Collected data
↓↓↓

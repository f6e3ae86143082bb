//! Schema-mount extension data
//!
//! Each schema-mount point is an extension instance in the datastore schema.
//! Resolving a mount point asks the provider registered for that instance
//! for its extension data: YANG library content (and optionally the
//! `ietf-yang-schema-mount` declarations) describing the schema used below
//! the mount point.
//!
//! Extension data is lent, never handed over. `ExtData` borrows from its
//! provider, so a consumer cannot release it, and the provider keeps the
//! data for as long as the registry lives.

use std::fmt;
use std::path::Path;
use std::sync::Arc;

use tracing::{debug, warn};

use crate::error::{BridgeError, Result};
use crate::schema::SchemaContext;
use crate::tree::DataTree;

/// Module name of the schema-mount declarations
pub const SCHEMA_MOUNT_MODULE: &str = "ietf-yang-schema-mount";

/// Identity of one schema-mount extension instance
#[derive(Debug, Clone, PartialEq, Eq, Hash)]
pub struct ExtensionInstance {
    /// Module defining the mount point
    pub module: String,
    /// Extension name, `mount-point` for schema mount
    pub extension: String,
    /// Mount point label
    pub label: String,
    /// Schema path of the node carrying the extension
    pub path: String,
}

impl ExtensionInstance {
    /// A `yangmnt:mount-point` instance
    pub fn mount_point(module: &str, label: &str, path: &str) -> Self {
        Self {
            module: module.to_string(),
            extension: "mount-point".to_string(),
            label: label.to_string(),
            path: path.to_string(),
        }
    }
}

impl fmt::Display for ExtensionInstance {
    fn fmt(&self, f: &mut fmt::Formatter<'_>) -> fmt::Result {
        write!(f, "{}:{} \"{}\" at {}", self.module, self.extension, self.label, self.path)
    }
}

/// Who releases extension data after use
#[derive(Debug, Clone, Copy, PartialEq, Eq)]
pub enum Ownership {
    /// The provider keeps the data; the caller must not release it
    Retained,
    /// The caller owns the data and must release it
    Transferred,
}

/// Extension data for one mount resolution
#[derive(Debug, Clone, Copy)]
pub struct ExtData<'a> {
    /// The data, if the provider has any
    pub data: Option<&'a DataTree>,
    /// Release responsibility for `data`
    pub ownership: Ownership,
}

impl<'a> ExtData<'a> {
    /// Data retained by the provider
    pub fn retained(data: &'a DataTree) -> Self {
        Self {
            data: Some(data),
            ownership: Ownership::Retained,
        }
    }

    /// No extension data available
    pub fn none() -> Self {
        Self {
            data: None,
            ownership: Ownership::Retained,
        }
    }
}

/// Supplies extension data for mount points
///
/// Called once per mount resolution, possibly from several sessions at the
/// same time; implementations must not mutate shared state.
pub trait ExtDataProvider: Send + Sync {
    fn ext_data(&self, ext: &ExtensionInstance) -> ExtData<'_>;
}

/// Provider serving one tree loaded at startup
#[derive(Debug, Clone, Default)]
pub struct StaticExtData {
    tree: Option<Arc<DataTree>>,
}

impl StaticExtData {
    /// Serve `tree` for every mount point the provider is registered for
    pub fn new(tree: DataTree) -> Self {
        Self::shared(Arc::new(tree))
    }

    /// Serve a tree shared with other providers
    pub fn shared(tree: Arc<DataTree>) -> Self {
        Self { tree: Some(tree) }
    }

    /// Provider with no data set
    pub fn empty() -> Self {
        Self::default()
    }

    /// Load RFC 7951 JSON extension data from a file
    pub fn from_file(path: impl AsRef<Path>) -> Result<Self> {
        let content = std::fs::read_to_string(path.as_ref())?;
        Ok(Self::new(DataTree::from_json_str(&content)?))
    }
}

impl ExtDataProvider for StaticExtData {
    fn ext_data(&self, _ext: &ExtensionInstance) -> ExtData<'_> {
        match &self.tree {
            Some(tree) => ExtData::retained(tree),
            None => ExtData::none(),
        }
    }
}

/// Mount points and their providers, frozen once the plugin is built
#[derive(Default)]
pub struct MountRegistry {
    entries: Vec<(ExtensionInstance, Box<dyn ExtDataProvider>)>,
}

impl MountRegistry {
    /// Empty registry
    pub fn new() -> Self {
        Self::default()
    }

    /// Register the provider for an extension instance
    ///
    /// Each instance takes exactly one provider.
    pub fn register(
        &mut self,
        ext: ExtensionInstance,
        provider: impl ExtDataProvider + 'static,
    ) -> Result<()> {
        self.register_boxed(ext, Box::new(provider))
    }

    /// Register an already boxed provider, see [`MountRegistry::register`]
    pub fn register_boxed(
        &mut self,
        ext: ExtensionInstance,
        provider: Box<dyn ExtDataProvider>,
    ) -> Result<()> {
        if self.entries.iter().any(|(e, _)| *e == ext) {
            return Err(BridgeError::DuplicateMount(ext.to_string()));
        }
        self.entries.push((ext, provider));
        Ok(())
    }

    /// Registered extension instances in registration order
    pub fn instances(&self) -> impl Iterator<Item = &ExtensionInstance> {
        self.entries.iter().map(|(e, _)| e)
    }

    /// Extension instance registered for a schema path
    pub fn instance_at(&self, path: &str) -> Option<&ExtensionInstance> {
        self.instances().find(|e| e.path == path)
    }

    /// Extension data for `ext`; none when no provider is registered
    pub fn ext_data(&self, ext: &ExtensionInstance) -> ExtData<'_> {
        self.entries
            .iter()
            .find(|(e, _)| e == ext)
            .map_or_else(ExtData::none, |(_, provider)| provider.ext_data(ext))
    }

    /// Schema context to interpret data below `ext`
    ///
    /// Without extension data, or when the data declares mount points but
    /// not this one, the context is empty.
    pub fn mount_context(&self, ext: &ExtensionInstance) -> SchemaContext {
        let ext_data = self.ext_data(ext);
        let Some(data) = ext_data.data else {
            debug!(mount = %ext, "no-extension-data-for-mount-point");
            return SchemaContext::new();
        };

        if !declares_mount_point(data, ext) {
            warn!(mount = %ext, "extension-data-does-not-declare-mount-point");
            return SchemaContext::new();
        }

        let ctx = SchemaContext::from_yang_library(data);
        debug!(mount = %ext, modules = ctx.len(), "mount-context-resolved");
        ctx
    }
}

impl fmt::Debug for MountRegistry {
    fn fmt(&self, f: &mut fmt::Formatter<'_>) -> fmt::Result {
        f.debug_list().entries(self.instances()).finish()
    }
}

/// Whether the schema-mount declarations in `data` cover `ext`
///
/// Data without declarations covers every mount point.
fn declares_mount_point(data: &DataTree, ext: &ExtensionInstance) -> bool {
    let mounts: Vec<_> = data
        .children_named(None, "schema-mounts")
        .into_iter()
        .filter(|id| data.module(*id) == Some(SCHEMA_MOUNT_MODULE))
        .collect();

    if mounts.is_empty() {
        return true;
    }

    mounts.iter().any(|mounts| {
        data.children_named(Some(*mounts), "mount-point")
            .into_iter()
            .any(|mp| {
                data.key_value(mp, "module") == Some(ext.module.as_str())
                    && data.key_value(mp, "label") == Some(ext.label.as_str())
            })
    })
}
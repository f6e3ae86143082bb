//! Translation of device and service records into YANG items
//!
//! Every record becomes a list of `YangItem`s, each an XPath plus an
//! optional value, which are then materialized into a `DataTree` against a
//! schema context. Fleet-level items use absolute datastore paths; items of
//! a mounted subtree use paths relative to the mount point, so the subtree
//! can be built against the mount context and grafted afterwards.

use crate::device::{AdminState, Device, DeviceId, OperStatus, Port, PortType};
use crate::error::{BridgeError, Result};
use crate::schema::SchemaContext;
use crate::services::{ServiceAlias, UniTag};
use crate::tree::DataTree;
use crate::xpath::quote;

pub const DEVICE_AGGREGATION_MODULE: &str = "bbf-device-aggregation";
pub const DEVICES_PATH: &str = "/bbf-device-aggregation:devices";
/// Schema path of the mount point below each device
pub const DEVICE_DATA_SCHEMA_PATH: &str = "/bbf-device-aggregation:devices/device/data";

pub const SERVICE_PROFILE_MODULE: &str = "bbf-nt-service-profile";
pub const SERVICE_PROFILES_PATH: &str = "/bbf-nt-service-profile:service-profiles";
pub const SERVICE_PROFILE_VOLTHA_MODULE: &str = "bbf-nt-service-profile-voltha";

pub const VLANS_MODULE: &str = "bbf-l2-access-attributes";
pub const VLANS_PATH: &str = "/bbf-l2-access-attributes:vlan-translation-profiles";
pub const VLAN_TRANSLATION_VOLTHA_MODULE: &str = "bbf-voltha-vlan-translation";

pub const HARDWARE_MODULE: &str = "ietf-hardware";
pub const INTERFACES_MODULE: &str = "ietf-interfaces";

pub const DEVICE_TYPE_OLT: &str = "bbf-device-types:olt";
pub const DEVICE_TYPE_ONU: &str = "bbf-device-types:onu";
pub const UNI_INTERFACE_TYPE: &str = "bbf-xpon-if-type:onu-v-vrefpoint";

/// Wildcard VLAN id on the controller side
pub const VOLTHA_VLAN_ID_ANY: i32 = 4096;
/// Wildcard VLAN id on the YANG side
pub const YANG_VLAN_ID_ANY: &str = "any";

/// Modules the datastore implements for the subtrees this crate serves
pub const DATASTORE_MODULES: &[&str] = &[
    DEVICE_AGGREGATION_MODULE,
    SERVICE_PROFILE_MODULE,
    SERVICE_PROFILE_VOLTHA_MODULE,
    VLANS_MODULE,
    VLAN_TRANSLATION_VOLTHA_MODULE,
];

/// One node to create: a path and, for leaves, its value
#[derive(Debug, Clone, PartialEq, Eq)]
pub struct YangItem {
    pub path: String,
    pub value: Option<String>,
}

impl YangItem {
    /// A leaf item
    pub fn leaf(path: String, value: impl Into<String>) -> Self {
        Self {
            path,
            value: Some(value.into()),
        }
    }

    /// A container or list entry item
    pub fn node(path: String) -> Self {
        Self { path, value: None }
    }
}

/// Path of a device entry in the fleet list
pub fn device_path(id: &DeviceId) -> String {
    format!("{}/device[name={}]", DEVICES_PATH, quote(id.as_str()))
}

/// Mount point node of a device
pub fn device_data_path(id: &DeviceId) -> String {
    format!("{}/data", device_path(id))
}

/// Hardware component of a device, relative to its mount point
pub fn device_hardware_path(id: &DeviceId) -> String {
    format!(
        "/ietf-hardware:hardware/component[name={}]",
        quote(id.as_str())
    )
}

/// Interface entry, relative to a device's mount point
pub fn interface_path(name: &str) -> String {
    format!("/ietf-interfaces:interfaces/interface[name={}]", quote(name))
}

/// Path of a port inside a service profile
pub fn service_port_path(service_name: &str, port_name: &str) -> String {
    format!(
        "{}/service-profile[name={}]/ports/port[name={}]",
        SERVICE_PROFILES_PATH,
        quote(service_name),
        quote(port_name)
    )
}

/// Path of a VLAN translation profile
pub fn vlans_path(vlans_name: &str) -> String {
    format!(
        "{}/vlan-translation-profile[name={}]",
        VLANS_PATH,
        quote(vlans_name)
    )
}

/// `ietf-hardware` admin-state of a device
pub fn hardware_admin_state(state: AdminState) -> &'static str {
    match state {
        AdminState::Enabled => "unlocked",
        AdminState::Disabled => "locked",
        AdminState::Unknown | AdminState::Preprovisioned | AdminState::DownloadingImage => {
            "unknown"
        }
    }
}

/// `ietf-hardware` oper-state of a device
pub fn hardware_oper_state(status: OperStatus) -> &'static str {
    match status {
        OperStatus::Active => "enabled",
        OperStatus::Testing => "testing",
        OperStatus::ReconcilingFailed => "disabled",
        OperStatus::Unknown
        | OperStatus::Discovered
        | OperStatus::Activating
        | OperStatus::Failed
        | OperStatus::Reconciling => "unknown",
    }
}

/// `ietf-interfaces` oper-status of a port
pub fn interface_oper_state(status: OperStatus) -> &'static str {
    match status {
        OperStatus::Active => "up",
        OperStatus::Testing => "testing",
        OperStatus::ReconcilingFailed => "down",
        OperStatus::Unknown
        | OperStatus::Discovered
        | OperStatus::Activating
        | OperStatus::Failed
        | OperStatus::Reconciling => "unknown",
    }
}

/// Fleet-level items of a device
pub fn translate_device(device: &Device) -> Vec<YangItem> {
    let device_type = if device.root {
        DEVICE_TYPE_OLT
    } else {
        DEVICE_TYPE_ONU
    };
    vec![YangItem::leaf(
        format!("{}/type", device_path(&device.id)),
        device_type,
    )]
}

/// Hardware component items of a device, relative to its mount point
pub fn translate_device_hardware(device: &Device) -> Vec<YangItem> {
    let hw = device_hardware_path(&device.id);
    let mut items = Vec::new();

    if device.is_onu() {
        items.push(YangItem::leaf(format!("{}/parent", hw), &device.parent_id));
        items.push(YangItem::leaf(
            format!("{}/parent-rel-pos", hw),
            device.parent_port_no.to_string(),
        ));
    }

    items.extend([
        YangItem::leaf(format!("{}/mfg-name", hw), &device.vendor),
        YangItem::leaf(format!("{}/model-name", hw), &device.model),
        YangItem::leaf(format!("{}/hardware-rev", hw), &device.hardware_version),
        YangItem::leaf(format!("{}/firmware-rev", hw), &device.firmware_version),
        YangItem::leaf(format!("{}/serial-num", hw), &device.serial_number),
        YangItem::leaf(
            format!("{}/state/admin-state", hw),
            hardware_admin_state(device.admin_state),
        ),
        YangItem::leaf(
            format!("{}/state/oper-state", hw),
            hardware_oper_state(device.oper_status),
        ),
    ]);
    items
}

/// Interface items of an ONU's UNI ports, relative to its mount point
///
/// Fails if a UNI has no OpenFlow port, since the interface has no name.
pub fn translate_onu_ports(device_id: &DeviceId, ports: &[Port]) -> Result<Vec<YangItem>> {
    let mut items = Vec::new();

    for port in ports.iter().filter(|p| p.port_type == PortType::EthernetUni) {
        let ofp = port.ofp_port.as_ref().ok_or_else(|| {
            BridgeError::Translation(format!(
                "no-ofp-port-in-uni: {} {}",
                device_id, port.port_no
            ))
        })?;

        let interface = interface_path(&ofp.name);
        items.push(YangItem::leaf(
            format!("{}/type", interface),
            UNI_INTERFACE_TYPE,
        ));
        items.push(YangItem::leaf(
            format!("{}/oper-status", interface),
            interface_oper_state(port.oper_status),
        ));
    }
    Ok(items)
}

/// Service profile items of a programmed service
pub fn translate_service(tag: &UniTag, alias: &ServiceAlias) -> Vec<YangItem> {
    let port = service_port_path(&alias.service_name, &alias.key.port);
    let voltha = |leaf: &str| format!("{}/{}:{}", port, SERVICE_PROFILE_VOLTHA_MODULE, leaf);
    let mut items = Vec::new();

    if !tag.configured_mac_address.is_empty() {
        items.push(YangItem::leaf(
            voltha("configured-mac-address"),
            &tag.configured_mac_address,
        ));
    }

    items.extend([
        YangItem::node(format!(
            "{}/port-vlans/port-vlan[name={}]",
            port,
            quote(&alias.vlans_name)
        )),
        YangItem::leaf(
            voltha("technology-profile-id"),
            tag.technology_profile_id.to_string(),
        ),
        YangItem::leaf(
            voltha("mac-learning-enabled"),
            tag.enable_mac_learning.to_string(),
        ),
        YangItem::leaf(voltha("dhcp-required"), tag.is_dhcp_required.to_string()),
        YangItem::leaf(voltha("igmp-required"), tag.is_igmp_required.to_string()),
        YangItem::leaf(voltha("pppoe-required"), tag.is_pppoe_required.to_string()),
    ]);
    items
}

/// VLAN translation profile items of a programmed service
pub fn translate_vlans(tag: &UniTag, alias: &ServiceAlias) -> Vec<YangItem> {
    let profile = vlans_path(&alias.vlans_name);
    let mut items = Vec::new();

    if tag.uni_tag_match > 0 {
        items.push(YangItem::leaf(
            format!("{}/match-criteria/outer-tag/vlan-id", profile),
            vlan_id(tag.uni_tag_match),
        ));
        items.push(YangItem::leaf(
            format!("{}/match-criteria/second-tag/vlan-id", profile),
            YANG_VLAN_ID_ANY,
        ));
    }

    let outer = format!("{}/ingress-rewrite/push-outer-tag", profile);
    let second = format!("{}/ingress-rewrite/push-second-tag", profile);
    let dpbit = format!("{}:dpbit", VLAN_TRANSLATION_VOLTHA_MODULE);

    let priorities = [
        (&outer, "pbit", tag.us_pon_s_tag_priority),
        (&outer, dpbit.as_str(), tag.ds_pon_s_tag_priority),
        (&second, "pbit", tag.us_pon_c_tag_priority),
        (&second, dpbit.as_str(), tag.ds_pon_c_tag_priority),
    ];
    for (base, leaf, priority) in priorities {
        if priority >= 0 {
            items.push(YangItem::leaf(
                format!("{}/{}", base, leaf),
                priority.to_string(),
            ));
        }
    }

    items.push(YangItem::leaf(
        format!("{}/vlan-id", outer),
        vlan_id(tag.pon_s_tag),
    ));
    items.push(YangItem::leaf(
        format!("{}/vlan-id", second),
        vlan_id(tag.pon_c_tag),
    ));
    items
}

fn vlan_id(id: i32) -> String {
    if id == VOLTHA_VLAN_ID_ANY {
        YANG_VLAN_ID_ANY.to_string()
    } else {
        id.to_string()
    }
}

/// Create every item in `tree`
///
/// Stops at the first item the tree rejects; items created before it stay.
pub fn apply_items(tree: &mut DataTree, ctx: &SchemaContext, items: &[YangItem]) -> Result<()> {
    for item in items {
        tree.new_path(ctx, &item.path, item.value.as_deref())?;
    }
    Ok(())
}

/// Build a new tree from items
pub fn items_to_tree(ctx: &SchemaContext, items: &[YangItem]) -> Result<DataTree> {
    let mut tree = DataTree::new();
    apply_items(&mut tree, ctx, items)?;
    Ok(tree)
}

↑↑↑

-- What to work on --
The answer is the run of lines above from the line containing "pub const VLANS_MODULE: &str" through the line containing "A leaf item", copied exactly and alone.

-- Answer to this problem --
pub const VLANS_MODULE: &str = "bbf-l2-access-attributes";
pub const VLANS_PATH: &str = "/bbf-l2-access-attributes:vlan-translation-profiles";
pub const VLAN_TRANSLATION_VOLTHA_MODULE: &str = "bbf-voltha-vlan-translation";

pub const HARDWARE_MODULE: &str = "ietf-hardware";
pub const INTERFACES_MODULE: &str = "ietf-interfaces";

pub const DEVICE_TYPE_OLT: &str = "bbf-device-types:olt";
pub const DEVICE_TYPE_ONU: &str = "bbf-device-types:onu";
pub const UNI_INTERFACE_TYPE: &str = "bbf-xpon-if-type:onu-v-vrefpoint";

/// Wildcard VLAN id on the controller side
pub const VOLTHA_VLAN_ID_ANY: i32 = 4096;
/// Wildcard VLAN id on the YANG side
pub const YANG_VLAN_ID_ANY: &str = "any";

/// Modules the datastore implements for the subtrees this crate serves
pub const DATASTORE_MODULES: &[&str] = &[
    DEVICE_AGGREGATION_MODULE,
    SERVICE_PROFILE_MODULE,
    SERVICE_PROFILE_VOLTHA_MODULE,
    VLANS_MODULE,
    VLAN_TRANSLATION_VOLTHA_MODULE,
];

/// One node to create: a path and, for leaves, its value
#[derive(Debug, Clone, PartialEq, Eq)]
pub struct YangItem {
    pub path: String,
    pub value: Option<String>,
}

impl YangItem {
    /// A leaf item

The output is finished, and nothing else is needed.